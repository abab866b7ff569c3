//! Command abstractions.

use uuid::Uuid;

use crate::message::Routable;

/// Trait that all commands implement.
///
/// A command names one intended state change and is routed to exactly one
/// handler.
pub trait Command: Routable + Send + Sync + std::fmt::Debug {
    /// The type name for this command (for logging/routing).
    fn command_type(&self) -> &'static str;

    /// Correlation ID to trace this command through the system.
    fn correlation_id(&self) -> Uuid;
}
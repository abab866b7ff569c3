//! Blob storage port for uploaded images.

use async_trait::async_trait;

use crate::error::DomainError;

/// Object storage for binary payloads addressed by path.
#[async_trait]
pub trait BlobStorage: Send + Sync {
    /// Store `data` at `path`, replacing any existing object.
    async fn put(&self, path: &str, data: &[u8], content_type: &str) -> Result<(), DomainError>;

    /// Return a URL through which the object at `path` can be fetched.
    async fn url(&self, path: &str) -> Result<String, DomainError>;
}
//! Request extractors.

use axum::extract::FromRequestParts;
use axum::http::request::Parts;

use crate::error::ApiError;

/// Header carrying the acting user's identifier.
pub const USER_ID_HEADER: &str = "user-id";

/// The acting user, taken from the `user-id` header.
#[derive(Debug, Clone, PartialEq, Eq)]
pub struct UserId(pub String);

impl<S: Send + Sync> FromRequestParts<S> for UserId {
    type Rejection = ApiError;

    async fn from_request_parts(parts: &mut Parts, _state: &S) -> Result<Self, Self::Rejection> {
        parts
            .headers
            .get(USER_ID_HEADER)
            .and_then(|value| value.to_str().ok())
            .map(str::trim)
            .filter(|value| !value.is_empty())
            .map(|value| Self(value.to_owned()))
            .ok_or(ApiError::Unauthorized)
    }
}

______

■ **Exercise**
Scan the records above, then copy out each line that mentions "Debug".

■ **Result**
pub trait Command: Routable + Send + Sync + std::fmt::Debug {
#[derive(Debug, Clone, PartialEq, Eq)]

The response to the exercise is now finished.